This past spring, Nashville artist Corook had an emotional day — then put on a green frog-shaped bucket hat, spent 10 minutes writing a silly song, uploaded 50 seconds of it to TikTok and changed their life.
The comments on the video, now viewed more than 19 million times, continually say how wonderful it is to see someone who is so authentic and fun. But Corook says that for them to figure out who they really are, a couple things had to happen first.
I met Corook at a tiny garage studio deep in Madison, Tennessee, just northeast of Nashville city limits. “There are some sparkly, twinkly lights hanging on the wall and what looks to be a space ship control room” they describe. I found Corook to be just like their music, friendly and fun. But they weren’t always that way.

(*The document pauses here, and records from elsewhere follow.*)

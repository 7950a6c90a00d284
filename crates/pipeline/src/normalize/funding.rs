//! Funding facts plus opportunistic valuation mining.

use regex::Regex;
use serde_json::Value;
use std::sync::OnceLock;
use tracing::trace;

use super::value::{get, items, string_list, string_or};

/// A dollar amount with a million/billion scale word, e.g. "$1.2 billion".
/// Compiled once; the pattern is a constant.
fn valuation_pattern() -> &'static Regex {
    static PATTERN: OnceLock<Regex> = OnceLock::new();
    PATTERN.get_or_init(|| {
        Regex::new(r"(?i)\$\d+(?:\.\d+)?\s*(?:million|billion)").expect("valid valuation pattern")
    })
}

#[derive(Debug, Clone, Default)]
pub struct FundingFacts {
    pub funding_stage: String,
    pub total_funding: String,
    pub valuation: Option<String>,
    pub investors: Vec<String>,
    pub notable_backers: Vec<String>,
}

pub fn extract(funding: Option<&Value>) -> FundingFacts {
    let details = funding.and_then(|f| get(f, &["funding_details", "details"]));

    let total_funding = match details.and_then(|d| d.get("total_funding")) {
        // The backend sometimes normalizes to a bare USD number instead.
        None => string_or(
            details.and_then(|d| d.get("total_funding_usd")),
            "N/A",
        ),
        some => string_or(some, "N/A"),
    };

    FundingFacts {
        funding_stage: string_or(details.and_then(|d| d.get("last_round")), "Unknown"),
        total_funding,
        valuation: mine_valuation(items(
            funding.and_then(|f| get(f, &["raw_data", "serpapi", "results"])),
        )),
        investors: string_list(details.and_then(|d| d.get("investors"))),
        notable_backers: string_list(details.and_then(|d| d.get("notable_backers"))),
    }
}

/// First valuation mention across the ordered search results.
///
/// Entries are either plain snippet strings or the backend's
/// `{title, link, snippet}` objects; both are scanned.
fn mine_valuation(results: &[Value]) -> Option<String> {
    let pattern = valuation_pattern();

    for result in results {
        let text = match result {
            Value::String(s) => s.as_str(),
            Value::Object(_) => result
                .get("snippet")
                .or_else(|| result.get("title"))
                .and_then(Value::as_str)
                .unwrap_or(""),
            _ => "",
        };

        if let Some(found) = pattern.find(text) {
            trace!(valuation = found.as_str(), "mined valuation mention");
            return Some(found.as_str().to_string());
        }
    }

    None
}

“I grew up very introverted. Like very, very shy,” they said. At the time they had gone from a public school in Pittsburgh, which was quiet and cold, to a performing arts charter school where kids walked around with instruments and spontaneously broke into song. Corook indicates that the arts school was the right setting to find themselves, but even there, there was this one thing holding them back: “I think I was in the closet.”

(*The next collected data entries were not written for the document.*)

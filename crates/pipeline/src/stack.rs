//! Tech-stack inference from the dominant-language ranking.
//!
//! Deliberately shallow: the categories are keyed off language names alone,
//! with no other signal. The rules ARE the contract — correctness is defined
//! by them, not by ground truth about the project's real stack. Keeping this
//! behind a pure function makes the heuristic independently replaceable
//! without touching aggregation code.

#[derive(Debug, Clone, Default, PartialEq)]
pub struct StackHints {
    pub frontend: Vec<String>,
    pub backend: Vec<String>,
    pub blockchain: Vec<String>,
}

pub fn infer_stack(dominant_languages: &[String]) -> StackHints {
    let has = |name: &str| dominant_languages.iter().any(|l| l == name);

    let frontend = if has("JavaScript") || has("TypeScript") {
        vec![
            "React".to_string(),
            "Next.js".to_string(),
            "TypeScript".to_string(),
        ]
    } else {
        Vec::new()
    };

    let backend = if has("Go") {
        vec!["Go".to_string(), "Node.js".to_string()]
    } else {
        vec!["Node.js".to_string(), "Python".to_string()]
    };

    let blockchain = if has("Solidity") {
        vec!["Ethereum".to_string(), "Solidity".to_string()]
    } else {
        Vec::new()
    };

    StackHints {
        frontend,
        backend,
        blockchain,
    }
}
use thiserror::Error;

#[derive(Debug, Error)]
pub enum ClientError {
    #[error("HTTP request failed: {0}")]
    Http(#[from] reqwest::Error),

    #[error("Backend returned status {code}: {message}")]
    Status { code: u16, message: String },

    #[error("Project '{0}' was not found by the backend")]
    NotFound(String),

    #[error("Invalid analyze endpoint '{0}' (is BUILDINTEL_API_URL set?)")]
    InvalidEndpoint(String),
}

“Growing up gay and not being able to tell people personally felt like I was growing a tumor for 17 years. It felt like something was constantly eating at me,” said Corook. “At any moment that I had to sit alone I felt like the people around me were just gonna know, they were going to find out and they were not going to like me anymore.”

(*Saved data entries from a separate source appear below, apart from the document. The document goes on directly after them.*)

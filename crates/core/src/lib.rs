pub mod clock;
pub mod config;
pub mod error;
pub mod output;

pub use clock::{Clock, FixedClock, SystemClock};
pub use config::{BuildIntelConfig, ConfigError};
pub use error::NormalizeError;
pub use output::schema::ProjectAnalysis;
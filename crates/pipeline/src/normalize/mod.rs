//! Response normalization: one pure pass from the backend's heterogeneous
//! aggregation payload to the fixed-shape intelligence card.
//!
//! The pass is total by construction — each region aggregator degrades absent
//! or weird input to explicit defaults — with two structural preconditions:
//! a recognizable envelope and a present `activity_metrics` region. Those are
//! the only paths that return an error, and a failed pass never leaks a
//! partial record.

pub mod discovery;
pub mod envelope;
pub mod funding;
pub mod github;
pub mod scores;
pub mod social;
pub mod value;

use buildintel_core::output::schema::{
    Crunchbase, Discovery, GithubStats, ProjectAnalysis, TeamInsight, TechStack, TwitterActivity,
};
use buildintel_core::{Clock, NormalizeError};
use serde_json::Value;
use tracing::{debug, instrument};

use crate::stack;

use self::value::{get, string_or};

#[instrument(skip_all, fields(project))]
pub fn normalize_response(
    raw: &Value,
    clock: &dyn Clock,
) -> Result<ProjectAnalysis, NormalizeError> {
    let content = envelope::unwrap_content(raw)?;

    let project_name = string_or(content.get("project"), "Unknown");
    tracing::Span::current().record("project", project_name.as_str());

    // Scores first: their absence rejects the payload before any assembly.
    let activity_score = scores::passthrough(content.get("activity_metrics"))?;

    let github = github::aggregate(get(content, &["aggregation", "github"]));
    let funding = funding::extract(get(content, &["aggregation", "funding"]));
    let social = social::aggregate(get(content, &["aggregation", "twitter"]));
    let links = discovery::collect(
        content.get("discovery"),
        &github.repo_urls,
        &social.profile_urls,
    );
    let hints = stack::infer_stack(&github.dominant_languages);

    debug!(
        repos = github.repo_count,
        languages = github.dominant_languages.len(),
        followers = social.followers,
        "normalized aggregation payload"
    );

    Ok(ProjectAnalysis {
        project_name,
        url: links.websites.clone(),
        tech_stack: TechStack {
            frontend: hints.frontend,
            backend: hints.backend,
            blockchain: hints.blockchain,
            infrastructure: github.infrastructure,
            dominant_languages: github.dominant_languages.clone(),
        },
        team_insight: TeamInsight {
            // Proxies: repo count for team size, the GitHub score for team
            // activity. No upstream region reports either directly.
            team_size: github.repo_count as u64,
            activity_score: activity_score.github,
            locations: vec!["Unknown".to_string()],
        },
        github_stats: GithubStats {
            stars: github.total_stars,
            forks: github.forks,
            commits: github.total_commits,
            contributors: github.contributors,
            last_updated: github.last_commit_date.clone(),
            repo_count: github.repo_count,
            top_languages: github.dominant_languages,
            last_commit_date: github.last_commit_date,
        },
        crunchbase: Crunchbase {
            funding_stage: funding.funding_stage,
            total_funding: funding.total_funding,
            valuation: funding.valuation,
            investors: funding.investors,
            notable_backers: funding.notable_backers,
        },
        twitter_activity: TwitterActivity {
            followers: social.followers,
            engagement: social.engagement,
            tweets_per_week: social.tweets_per_week,
            verified: social.verified,
            handles: social.handles,
        },
        discovery: Discovery {
            websites: links.websites,
            githubs: links.githubs,
            twitters: links.twitters,
            fundings: links.fundings,
        },
        activity_score,
        ai_insight: string_or(content.get("insight"), ""),
        analyzed_at: clock.now(),
    })
}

I wanted to know the thing that allowed them to accept that part of themselves. “I fell in love for the first time,” Corook tells me. “Then it clicked immediately that it was gonna be chill. I suddenly felt like I wasn’t alone in being gay the way I’m gay. They were gay in the way and then it wasn’t so scary.”
So coming out helped Corook figure out who they were as a person. The next hurdle was translating that into music. “I always thought that songs had to be this really deep realization and it just had to be deep and serious. And then once I decided to insert a pun or a silly noise I started to be inspired and have fun and it felt like me.”
Corook continues: “The second I realized that I was allowed to put humor in my songs was when I figured out my voice. It felt super unique to me.”
Corook has done one of the most difficult things in all of music, they have found out how to be themselves. And they are encouraging others to do the same. Corook fan Alyssa Smith drove from Knoxville to meet Corook and give them a hand-crotched green frog bucket hat. “They feel like a real person in the midst of people who you aren’t sure if they are real. There is this constant question mark on weather or not we are getting to see authenticity and Corook is authentically themselves,” Smith tells me over the phone.
Smith joyfully waited five hours in front of the venue in Nashville with other Corook fans. “We were all just playing our kazoos and had our bucket hats on and it was lighthearted and relaxed and such a safe space.”
Corook reflects back on themselves, “Every day I find something new that I think people will think is weird and think they won’t like, but then I think that it’s not that weird and there are a lot of people that feel the same way.”
Smith felt the same way. “If they can be themselves and if we can watch other people be who they are then it kind of takes the stigma away from being who you are.”
Corook closes, “I really enjoy that being a part of what the Corook community is. It’s weirdos, people that feel like they don’t fit in and saying things out loud that you are a little bit scared to say, you know? Because we are probably all feeling it.”